Wawasee put together an impressive drive to burn up a good chunk of the fourth quarter, but faced fourth and one at the NorthWood 12. A quarterback sneak by Gage Reinhard was snuffed out, giving the Panthers the ball. Without missing a beat, NorthWood marched down the field and reached the Wawasee 15 with 3:21 to go. Facing fourth and nine, Kirkwood tried to again find Bear, but Austin Lutz made a great read on the fade route and batted the ball away.
After Wawasee stalled on its next drive, Wood got the ball on the 37 with 1:47 seconds left on the clock. But instead of driving into the red zone, Wawasee safety Brandin McCulloch jumped a Kirkwood route and ran the interception back 62 yards, allowing the Warriors to milk the clock and win its first Northern Lakes Conference game of the season.
“The biggest thing what I am proud of, is when adversity hit them, they stood up and said this isn’t going to happen,” stated Wawasee head coach Josh Ekovich. “Two weeks ago (at Northridge), that didn’t happen. That is the growth we have seen in this team.
NorthWood head coach Scott Hoover saw the opposite end of the spectrum.
“Their playmakers made plays and we didn’t,” Hoover said. “They made an interception there at the end and we dropped two interceptions that hit us right in the hands. They caught some touchdown passes, we dropped a touchdown pass that hit us right in the hands. Their guys made plays, and when we had the opportunity to do it, we weren’t even close. Our playmakers didn’t show up and make plays.”
Wawasee made its hay through the air, and not via its biggest threat. Quarterback Gage Reinhard’s favorite target, Clayton Cook, was held to just one catch for four yards after pulling in 100-yard games against Northridge and Concord in back-to-back weeks. Instead, Reinhard found Jordan Elliott eight times for 114 yards, including a 44-yard strike for a score in the third quarter and also a big 11-yard fourth down play to keep an early drive alive.

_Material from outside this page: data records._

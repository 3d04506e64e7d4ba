use byteorder::{BigEndian, WriteBytesExt};

use crate::definitions::TypeCode;
use crate::error::{Result, XrpError};
use crate::st::{FieldId, Path, StObject, StValue};
use crate::types::{AccountId, Amount};

pub const MAX_SINGLE_BYTE_LENGTH: usize = 192;
pub const MAX_DOUBLE_BYTE_LENGTH: usize = 12_480;
pub const MAX_LENGTH_VALUE: usize = 918_744;

// path step type bits
pub(crate) const PATH_ACCOUNT: u8 = 0x01;
pub(crate) const PATH_CURRENCY: u8 = 0x10;
pub(crate) const PATH_ISSUER: u8 = 0x20;
pub(crate) const PATH_SEPARATOR: u8 = 0xFF;
pub(crate) const PATH_SET_END: u8 = 0x00;

/// Variable-length prefix for a payload of `length` bytes
pub fn encode_variable_length(length: usize) -> Result<Vec<u8>> {
    let mut result = Vec::with_capacity(3);
    if length <= MAX_SINGLE_BYTE_LENGTH {
        result.push(length as u8);
    } else if length <= MAX_DOUBLE_BYTE_LENGTH {
        let adjusted = length - 193;
        result.push(193 + (adjusted >> 8) as u8);
        result.push((adjusted & 0xFF) as u8);
    } else if length <= MAX_LENGTH_VALUE {
        let adjusted = length - 12_481;
        result.push(241 + (adjusted >> 16) as u8);
        result.push(((adjusted >> 8) & 0xFF) as u8);
        result.push((adjusted & 0xFF) as u8);
    } else {
        return Err(XrpError::Overflow(format!(
            "length {} exceeds {} bytes",
            length, MAX_LENGTH_VALUE
        )));
    }
    Ok(result)
}

/// Serializer that only accepts fields in strictly ascending canonical order
#[derive(Debug, Default)]
pub struct StWriter {
    buf: Vec<u8>,
    last: Option<FieldId>,
}

impl StWriter {
    pub fn new() -> Self {
        Self::default()
    }

    pub fn write_field_id(&mut self, id: FieldId) -> Result<()> {
        if let Some(previous) = self.last {
            if id <= previous {
                return Err(XrpError::FieldOrder {
                    previous: previous.to_string(),
                    next: id.to_string(),
                });
            }
        }
        id.encode(&mut self.buf)?;
        self.last = Some(id);
        Ok(())
    }

    /// Field header followed by its value
    pub fn write_field(&mut self, id: FieldId, value: &StValue) -> Result<()> {
        if id.type_code != value.type_code().code() {
            return Err(XrpError::TypeMismatch {
                field: id.to_string(),
                expected: id.type_code().map_or("unknown type", TypeCode::name),
            });
        }
        self.write_field_id(id)?;
        self.write_value(value)
    }

    pub fn write_value(&mut self, value: &StValue) -> Result<()> {
        match value {
            StValue::UInt8(v) => self.write_u8(*v),
            StValue::UInt16(v) => self.write_u16(*v),
            StValue::UInt32(v) => self.write_u32(*v),
            StValue::UInt64(v) => self.write_u64(*v),
            StValue::Hash128(h) => self.write_raw(h.as_bytes()),
            StValue::Hash160(h) => self.write_raw(h.as_bytes()),
            StValue::Hash256(h) => self.write_raw(h.as_bytes()),
            StValue::Amount(amount) => self.write_amount(amount),
            StValue::Blob(bytes) => self.write_vl(bytes),
            StValue::AccountId(id) => self.write_account_id(id),
            StValue::Object(object) => self.write_object(object),
            StValue::Array(items) => self.write_array(items),
            StValue::PathSet(paths) => self.write_path_set(paths),
            StValue::Vector256(hashes) => {
                let bytes: Vec<u8> = hashes.iter().flat_map(|h| h.as_bytes().to_vec()).collect();
                self.write_vl(&bytes)
            }
        }
    }

    pub fn write_u8(&mut self, value: u8) -> Result<()> {
        self.buf.write_u8(value)?;
        Ok(())
    }

    pub fn write_u16(&mut self, value: u16) -> Result<()> {
        self.buf.write_u16::<BigEndian>(value)?;
        Ok(())
    }

    pub fn write_u32(&mut self, value: u32) -> Result<()> {
        self.buf.write_u32::<BigEndian>(value)?;
        Ok(())
    }

    pub fn write_u64(&mut self, value: u64) -> Result<()> {
        self.buf.write_u64::<BigEndian>(value)?;
        Ok(())
    }

    pub fn write_raw(&mut self, bytes: &[u8]) -> Result<()> {
        self.buf.extend_from_slice(bytes);
        Ok(())
    }

    /// Length prefix followed by the bytes
    pub fn write_vl(&mut self, bytes: &[u8]) -> Result<()> {
        self.buf.extend(encode_variable_length(bytes.len())?);
        self.buf.extend_from_slice(bytes);
        Ok(())
    }

    /// Account ids carry a redundant length byte of 20
    pub fn write_account_id(&mut self, id: &AccountId) -> Result<()> {
        self.write_vl(id.as_bytes())
    }

    pub fn write_amount(&mut self, amount: &Amount) -> Result<()> {
        self.write_raw(&amount.to_bytes())
    }

    /// Inner object: its own canonical field run, then the end marker
    pub fn write_object(&mut self, object: &StObject) -> Result<()> {
        let mut inner = StWriter::new();
        object.write_fields(&mut inner, false)?;
        self.buf.extend(inner.into_bytes());
        FieldId::OBJECT_END.encode(&mut self.buf)
    }

    pub fn write_array(&mut self, items: &[(FieldId, StObject)]) -> Result<()> {
        for (id, object) in items {
            if id.type_code != FieldId::OBJECT_END.type_code {
                return Err(XrpError::TypeMismatch {
                    field: id.to_string(),
                    expected: "STObject",
                });
            }
            id.encode(&mut self.buf)?;
            self.write_object(object)?;
        }
        FieldId::ARRAY_END.encode(&mut self.buf)
    }

    pub fn write_path_set(&mut self, paths: &[Path]) -> Result<()> {
        for (i, path) in paths.iter().enumerate() {
            if i > 0 {
                self.buf.push(PATH_SEPARATOR);
            }
            for step in path {
                let mut kind = 0u8;
                if step.account.is_some() {
                    kind |= PATH_ACCOUNT;
                }
                if step.currency.is_some() {
                    kind |= PATH_CURRENCY;
                }
                if step.issuer.is_some() {
                    kind |= PATH_ISSUER;
                }
                if kind == 0 {
                    return Err(XrpError::InvalidAmount("empty path step".to_string()));
                }
                self.buf.push(kind);
                if let Some(account) = &step.account {
                    self.buf.extend_from_slice(account.as_bytes());
                }
                if let Some(currency) = &step.currency {
                    self.buf.extend_from_slice(currency.as_bytes());
                }
                if let Some(issuer) = &step.issuer {
                    self.buf.extend_from_slice(issuer.as_bytes());
                }
            }
        }
        self.buf.push(PATH_SET_END);
        Ok(())
    }

    pub fn len(&self) -> usize {
        self.buf.len()
    }

    pub fn is_empty(&self) -> bool {
        self.buf.is_empty()
    }

    pub fn into_bytes(self) -> Vec<u8> {
        self.buf
    }
}

#[cfg(test)]
mod tests {
    use super::*;

    #[test]
    fn variable_length_tiers() {
        assert_eq!(encode_variable_length(0).unwrap(), vec![0]);
        assert_eq!(encode_variable_length(192).unwrap(), vec![192]);
        assert_eq!(encode_variable_length(193).unwrap(), vec![193, 0]);
        assert_eq!(encode_variable_length(12_480).unwrap(), vec![240, 255]);
        assert_eq!(encode_variable_length(12_481).unwrap(), vec![241, 0, 0]);
        assert_eq!(encode_variable_length(918_744).unwrap(), vec![254, 212, 23]);
        assert!(matches!(
            encode_variable_length(918_745),
            Err(XrpError::Overflow(_))
        ));
    }

    #[test]
    fn enforces_canonical_order() {
        let mut writer = StWriter::new();
        writer.write_field(FieldId::new(2, 4), &StValue::UInt32(1)).unwrap();
        let err = writer
            .write_field(FieldId::new(1, 2), &StValue::UInt16(0))
            .unwrap_err();
        assert_eq!(
            err,
            XrpError::FieldOrder {
                previous: "Sequence".to_string(),
                next: "TransactionType".to_string()
            }
        );
        assert!(matches!(
            writer.write_field(FieldId::new(2, 4), &StValue::UInt32(2)),
            Err(XrpError::FieldOrder { .. })
        ));
    }

    #[test]
    fn account_id_has_length_byte() {
        let mut writer = StWriter::new();
        let account: AccountId = "rHb9CJAWyB4rj91VRWn96DkukG4bwdtyTh".parse().unwrap();
        writer
            .write_field(FieldId::new(8, 1), &StValue::AccountId(account))
            .unwrap();
        assert_eq!(
            hex::encode_upper(writer.into_bytes()),
            "8114B5F762798A53D543A014CAF8B297CFF8F2F937E8"
        );
    }

    #[test]
    fn memo_array_layout() {
        let memo = StObject::new().with("MemoData", vec![0xABu8]).unwrap();
        let mut writer = StWriter::new();
        writer
            .write_field(
                FieldId::new(15, 9),
                &StValue::Array(vec![(FieldId::new(14, 10), memo)]),
            )
            .unwrap();
        assert_eq!(hex::encode_upper(writer.into_bytes()), "F9EA7D01ABE1F1");
    }
}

Lutz wasn’t just a defensive marvel for Wawasee, he also made huge catches. Lutz had four catches for 55 yards on the night, but pulled in an eight-yard touchdown to open the game’s scoring and caught a 31-yard strike with 9.6 seconds left in the half. The touchdown was keyed by NorthWood first fumbling away a snap inside the Wawasee 20, then allowing Sam Clark to sneak through the defense on a 36-yard pass play, setting up Lutz’s grab.

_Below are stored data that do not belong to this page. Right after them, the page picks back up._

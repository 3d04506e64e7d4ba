use std::fmt;
use std::str::FromStr;

use crate::error::{Result, XrpError};

/// Characters allowed in a three-letter standard code
const STANDARD_CHARS: &str =
    "ABCDEFGHIJKLMNOPQRSTUVWXYZabcdefghijklmnopqrstuvwxyz0123456789<>(){}[]|?!@#$%^&*";

/// Offset of the three ASCII characters inside the 20-byte layout
const STANDARD_OFFSET: usize = 12;

/// 160-bit currency code
///
/// A standard code is three characters stored at bytes 12..15 of an
/// otherwise zero array. Any array whose first byte is nonzero is a
/// non-standard (hex) code. The all-zero array is XRP.
#[derive(Clone, Copy, PartialEq, Eq, PartialOrd, Ord, Hash, Default)]
pub struct CurrencyCode([u8; 20]);

impl CurrencyCode {
    pub const XRP: CurrencyCode = CurrencyCode([0u8; 20]);

    /// Validate a raw 20-byte code
    ///
    /// A leading zero byte means the standard layout, so the remaining
    /// bytes must hold exactly a valid three-letter code; anything else with
    /// a zero first byte is ambiguous and rejected.
    pub fn from_bytes(bytes: [u8; 20]) -> Result<Self> {
        if bytes[0] != 0 || bytes == [0u8; 20] {
            return Ok(Self(bytes));
        }
        let padding_clear = bytes[1..STANDARD_OFFSET].iter().all(|b| *b == 0)
            && bytes[STANDARD_OFFSET + 3..].iter().all(|b| *b == 0);
        let code = &bytes[STANDARD_OFFSET..STANDARD_OFFSET + 3];
        if !padding_clear || !code.iter().all(|b| is_standard_char(*b)) || code == b"XRP" {
            return Err(XrpError::InvalidCurrencyCode(hex::encode_upper(bytes)));
        }
        Ok(Self(bytes))
    }

    pub fn from_slice(bytes: &[u8]) -> Result<Self> {
        let array: [u8; 20] = bytes.try_into().map_err(|_| XrpError::InvalidLength {
            expected: 20,
            actual: bytes.len(),
        })?;
        Self::from_bytes(array)
    }

    /// Three-letter standard code; `"XRP"` yields [`CurrencyCode::XRP`]
    pub fn standard(code: &str) -> Result<Self> {
        if code == "XRP" {
            return Ok(Self::XRP);
        }
        let bytes = code.as_bytes();
        if bytes.len() != 3 || !bytes.iter().all(|b| is_standard_char(*b)) {
            return Err(XrpError::InvalidCurrencyCode(code.to_string()));
        }
        let mut raw = [0u8; 20];
        raw[STANDARD_OFFSET..STANDARD_OFFSET + 3].copy_from_slice(bytes);
        Ok(Self(raw))
    }

    pub fn is_xrp(&self) -> bool {
        self.0 == [0u8; 20]
    }

    pub fn is_standard(&self) -> bool {
        self.0[0] == 0 && !self.is_xrp()
    }

    pub fn as_bytes(&self) -> &[u8; 20] {
        &self.0
    }
}

fn is_standard_char(b: u8) -> bool {
    STANDARD_CHARS.as_bytes().contains(&b)
}

impl fmt::Display for CurrencyCode {
    fn fmt(&self, f: &mut fmt::Formatter<'_>) -> fmt::Result {
        if self.is_xrp() {
            f.write_str("XRP")
        } else if self.is_standard() {
            let code = &self.0[STANDARD_OFFSET..STANDARD_OFFSET + 3];
            // validated as ASCII on construction
            f.write_str(std::str::from_utf8(code).map_err(|_| fmt::Error)?)
        } else {
            f.write_str(&hex::encode_upper(self.0))
        }
    }
}

impl fmt::Debug for CurrencyCode {
    fn fmt(&self, f: &mut fmt::Formatter<'_>) -> fmt::Result {
        write!(f, "CurrencyCode({})", self)
    }
}

impl FromStr for CurrencyCode {
    type Err = XrpError;

    fn from_str(s: &str) -> Result<Self> {
        match s.len() {
            3 => Self::standard(s),
            40 => {
                let bytes = hex::decode(s)
                    .map_err(|_| XrpError::InvalidCurrencyCode(s.to_string()))?;
                Self::from_slice(&bytes)
            }
            _ => Err(XrpError::InvalidCurrencyCode(s.to_string())),
        }
    }
}

serde_via_str!(CurrencyCode);

#[cfg(test)]
mod tests {
    use super::*;

    #[test]
    fn xrp_text_and_zero_bytes_are_equal() {
        let text: CurrencyCode = "XRP".parse().unwrap();
        let zero = CurrencyCode::from_bytes([0u8; 20]).unwrap();
        assert_eq!(text, zero);
        assert_eq!(text.to_string(), "XRP");
        assert!(zero.is_xrp());
    }

    #[test]
    fn standard_code_layout() {
        let usd: CurrencyCode = "USD".parse().unwrap();
        assert_eq!(
            hex::encode_upper(usd.as_bytes()),
            "0000000000000000000000005553440000000000"
        );
        assert_eq!(usd.to_string(), "USD");
        let from_hex: CurrencyCode = "0000000000000000000000005553440000000000".parse().unwrap();
        assert_eq!(from_hex, usd);
    }

    #[test]
    fn standard_codes_are_case_sensitive() {
        let upper: CurrencyCode = "USD".parse().unwrap();
        let lower: CurrencyCode = "usd".parse().unwrap();
        assert_ne!(upper, lower);
        assert_eq!(lower.to_string(), "usd");
    }

    #[test]
    fn rejects_invalid_standard_characters() {
        for bad in ["US ", "U\tD", "U~D", "US"] {
            assert!(matches!(
                bad.parse::<CurrencyCode>(),
                Err(XrpError::InvalidCurrencyCode(_))
            ));
        }
    }

    #[test]
    fn hex_code_round_trip() {
        let text = "0158415500000000C1F76FF6ECB0BAC600000000";
        let code: CurrencyCode = text.parse().unwrap();
        assert!(!code.is_standard());
        assert_eq!(code.to_string(), text);
    }

    #[test]
    fn ambiguous_zero_prefixed_code_is_rejected() {
        let mut bytes = [0u8; 20];
        bytes[19] = 1;
        assert!(CurrencyCode::from_bytes(bytes).is_err());

        let mut xrp = [0u8; 20];
        xrp[12..15].copy_from_slice(b"XRP");
        assert!(CurrencyCode::from_bytes(xrp).is_err());
    }
}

Reinhard was 15-22 for 221 yards and the three scores. His counterpart, Kirkwood, was just 11-22 for 184 yards.
“When you have a running back, you can give him 30 carries, but you can’t throw to a wide receiver 30 times a game,” Ekovich said. “That’s what nice about Cook. Last week he had 100-some yards receiving, this week he had four. If he has to be a decoy, he is fine with that. If he has to be the guy to get all the yards, he is fine with that, too. We tried to get him the ball, they just did a good job covering him.”

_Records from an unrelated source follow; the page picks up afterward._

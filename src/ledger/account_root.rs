use crate::constant::ACCOUNT_SPACE;
use crate::definitions;
use crate::error::{Result, XrpError};
use crate::hashing::sha512_half_parts;
use crate::st::{StObject, StValue};
use crate::types::{AccountId, Amount, Hash128, Hash256, XrpAmount};

/// AccountRoot flag bits
pub mod flags {
    pub const PASSWORD_SPENT: u32 = 0x0001_0000;
    pub const REQUIRE_DEST_TAG: u32 = 0x0002_0000;
    pub const REQUIRE_AUTH: u32 = 0x0004_0000;
    pub const DISALLOW_XRP: u32 = 0x0008_0000;
    pub const DISABLE_MASTER: u32 = 0x0010_0000;
    pub const NO_FREEZE: u32 = 0x0020_0000;
    pub const GLOBAL_FREEZE: u32 = 0x0040_0000;
    pub const DEFAULT_RIPPLE: u32 = 0x0080_0000;
    pub const DEPOSIT_AUTH: u32 = 0x0100_0000;
}

/// An account's root ledger entry
#[derive(Debug, Clone, PartialEq, Eq)]
pub struct AccountRoot {
    pub account: AccountId,
    pub balance: XrpAmount,
    pub flags: u32,
    pub owner_count: u32,
    pub previous_txn_id: Hash256,
    pub previous_txn_lgr_seq: u32,
    pub sequence: u32,
    pub account_txn_id: Option<Hash256>,
    pub domain: Option<Vec<u8>>,
    pub email_hash: Option<Hash128>,
    pub message_key: Option<Vec<u8>>,
    pub regular_key: Option<AccountId>,
    pub tick_size: Option<u8>,
    pub transfer_rate: Option<u32>,
}

impl AccountRoot {
    pub const ENTRY_TYPE: u16 = 0x0061;

    pub fn decode(bytes: &[u8]) -> Result<Self> {
        Self::from_object(&StObject::decode(bytes)?)
    }

    pub fn from_object(object: &StObject) -> Result<Self> {
        let entry_type = object.require("LedgerEntryType", StValue::as_u16)?;
        if entry_type != Self::ENTRY_TYPE {
            return Err(XrpError::UnknownLedgerEntryType(format!(
                "expected AccountRoot, found {}",
                definitions::ledger_entry_type_name(entry_type)
                    .map_or_else(|| format!("{:#06X}", entry_type), str::to_string)
            )));
        }
        let balance = match object.require("Balance", StValue::as_amount)? {
            Amount::Xrp(drops) => drops,
            Amount::Issued(_) => {
                return Err(XrpError::InvalidAmount(
                    "AccountRoot balance must be XRP".to_string(),
                ))
            }
        };
        Ok(Self {
            account: object.require("Account", StValue::as_account_id)?,
            balance,
            flags: object.require("Flags", StValue::as_u32)?,
            owner_count: object.require("OwnerCount", StValue::as_u32)?,
            previous_txn_id: object.require("PreviousTxnID", StValue::as_hash256)?,
            previous_txn_lgr_seq: object.require("PreviousTxnLgrSeq", StValue::as_u32)?,
            sequence: object.require("Sequence", StValue::as_u32)?,
            account_txn_id: object.get_as("AccountTxnID", StValue::as_hash256)?,
            domain: object.get_as("Domain", StValue::as_blob)?.map(<[u8]>::to_vec),
            email_hash: object.get_as("EmailHash", StValue::as_hash128)?,
            message_key: object
                .get_as("MessageKey", StValue::as_blob)?
                .map(<[u8]>::to_vec),
            regular_key: object.get_as("RegularKey", StValue::as_account_id)?,
            tick_size: object.get_as("TickSize", StValue::as_u8)?,
            transfer_rate: object.get_as("TransferRate", StValue::as_u32)?,
        })
    }

    pub fn to_object(&self) -> Result<StObject> {
        let mut object = StObject::new()
            .with("LedgerEntryType", Self::ENTRY_TYPE)?
            .with("Account", self.account)?
            .with("Balance", self.balance)?
            .with("Flags", self.flags)?
            .with("OwnerCount", self.owner_count)?
            .with("PreviousTxnID", self.previous_txn_id)?
            .with("PreviousTxnLgrSeq", self.previous_txn_lgr_seq)?
            .with("Sequence", self.sequence)?;
        if let Some(v) = self.account_txn_id {
            object.set("AccountTxnID", v)?;
        }
        if let Some(v) = &self.domain {
            object.set("Domain", v.clone())?;
        }
        if let Some(v) = self.email_hash {
            object.set("EmailHash", v)?;
        }
        if let Some(v) = &self.message_key {
            object.set("MessageKey", v.clone())?;
        }
        if let Some(v) = self.regular_key {
            object.set("RegularKey", v)?;
        }
        if let Some(v) = self.tick_size {
            object.set("TickSize", v)?;
        }
        if let Some(v) = self.transfer_rate {
            object.set("TransferRate", v)?;
        }
        Ok(object)
    }

    pub fn has_flag(&self, flag: u32) -> bool {
        self.flags & flag == flag
    }

    /// Ledger object id of this entry
    pub fn index(&self) -> Hash256 {
        Self::index_for(&self.account)
    }

    /// SHA512-half of the account space key and the account id
    pub fn index_for(account: &AccountId) -> Hash256 {
        Hash256::new(sha512_half_parts(&[
            &ACCOUNT_SPACE.to_be_bytes(),
            account.as_bytes(),
        ]))
    }
}

#[cfg(test)]
mod tests {
    use super::*;

    const ENTRY: &str = "1100612200000000240000002A25005B679C2D0000000355C5D8E5BFE245C2DFDE2ECD3E53FA6FF46E1AC82B91314EE997471A338462FCBC6240000000017D78408114B5F762798A53D543A014CAF8B297CFF8F2F937E8";

    #[test]
    fn decodes_named_fields() {
        let root = AccountRoot::decode(&hex::decode(ENTRY).unwrap()).unwrap();
        assert_eq!(root.account.to_string(), "rHb9CJAWyB4rj91VRWn96DkukG4bwdtyTh");
        assert_eq!(root.balance.drops(), 25_000_000);
        assert_eq!(root.flags, 0);
        assert_eq!(root.owner_count, 3);
        assert_eq!(root.sequence, 42);
        assert_eq!(root.previous_txn_lgr_seq, 5_990_300);
        assert_eq!(
            root.previous_txn_id.to_string(),
            "C5D8E5BFE245C2DFDE2ECD3E53FA6FF46E1AC82B91314EE997471A338462FCBC"
        );
        assert_eq!(root.regular_key, None);
        assert!(!root.has_flag(flags::DISABLE_MASTER));
    }

    #[test]
    fn index_and_reencode() {
        let bytes = hex::decode(ENTRY).unwrap();
        let root = AccountRoot::decode(&bytes).unwrap();
        assert_eq!(
            root.index().to_string(),
            "2B6AC232AA4C4BE41BF49D2459FA4A0347E1B543A4C92FCEE0821C0201E2E9A8"
        );
        assert_eq!(root.to_object().unwrap().encode().unwrap(), bytes);
    }

    #[test]
    fn missing_field_is_reported() {
        let mut object = AccountRoot::decode(&hex::decode(ENTRY).unwrap())
            .unwrap()
            .to_object()
            .unwrap();
        object.remove("OwnerCount");
        assert_eq!(
            AccountRoot::from_object(&object),
            Err(XrpError::MissingField("OwnerCount"))
        );
    }

    #[test]
    fn other_entry_type_is_rejected() {
        let object = StObject::new().with("LedgerEntryType", 0x0072u16).unwrap();
        assert!(matches!(
            AccountRoot::from_object(&object),
            Err(XrpError::UnknownLedgerEntryType(_))
        ));
    }
}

NorthWood owned a 9-7 lead in the second quarter when Elliott was ruled to have fumbled a long completion, and the Panthers completed the drive when Luke Edwards pounded the rock in from 18 yards out. The extra point was blocked by Dusty Akers.
NorthWood would outrush Wawasee 167-103, led by 99 yards from Edwards. McCulloch had 100 yards on the nose for the Warriors.
“I thought we were in a good place there in the fourth quarter, it was just a couple bad reads,” Hoover said, whose team had the ball in Wawasee territory on all three of its second-half possessions. “We didn’t get the push there we needed on a couple runs there at the end. When you leave it down to making one play like that, anything can happen. We needed to take care of business earlier, and we didn’t do that.”
The loss sets NorthWood back to 3-2 overall and 1-2 in the NLC while Wawasee improves to 2-3 overall and are also 1-2 in the conference.
The game, which also surrounded NorthWood’s homecoming, began on a somber note as NorthWood athletic director Norm Sellers began the night with the announcement and moment of silence in recognizing the passing of former NorthWood football player and Indianapolis police officer Rod Bradway, who was killed in the line of duty Friday morning in Indianapolis. The 1991 NorthWood graduate was a member of the football and track teams, and his number 12 jersey was displayed on the Panther sideline during the game.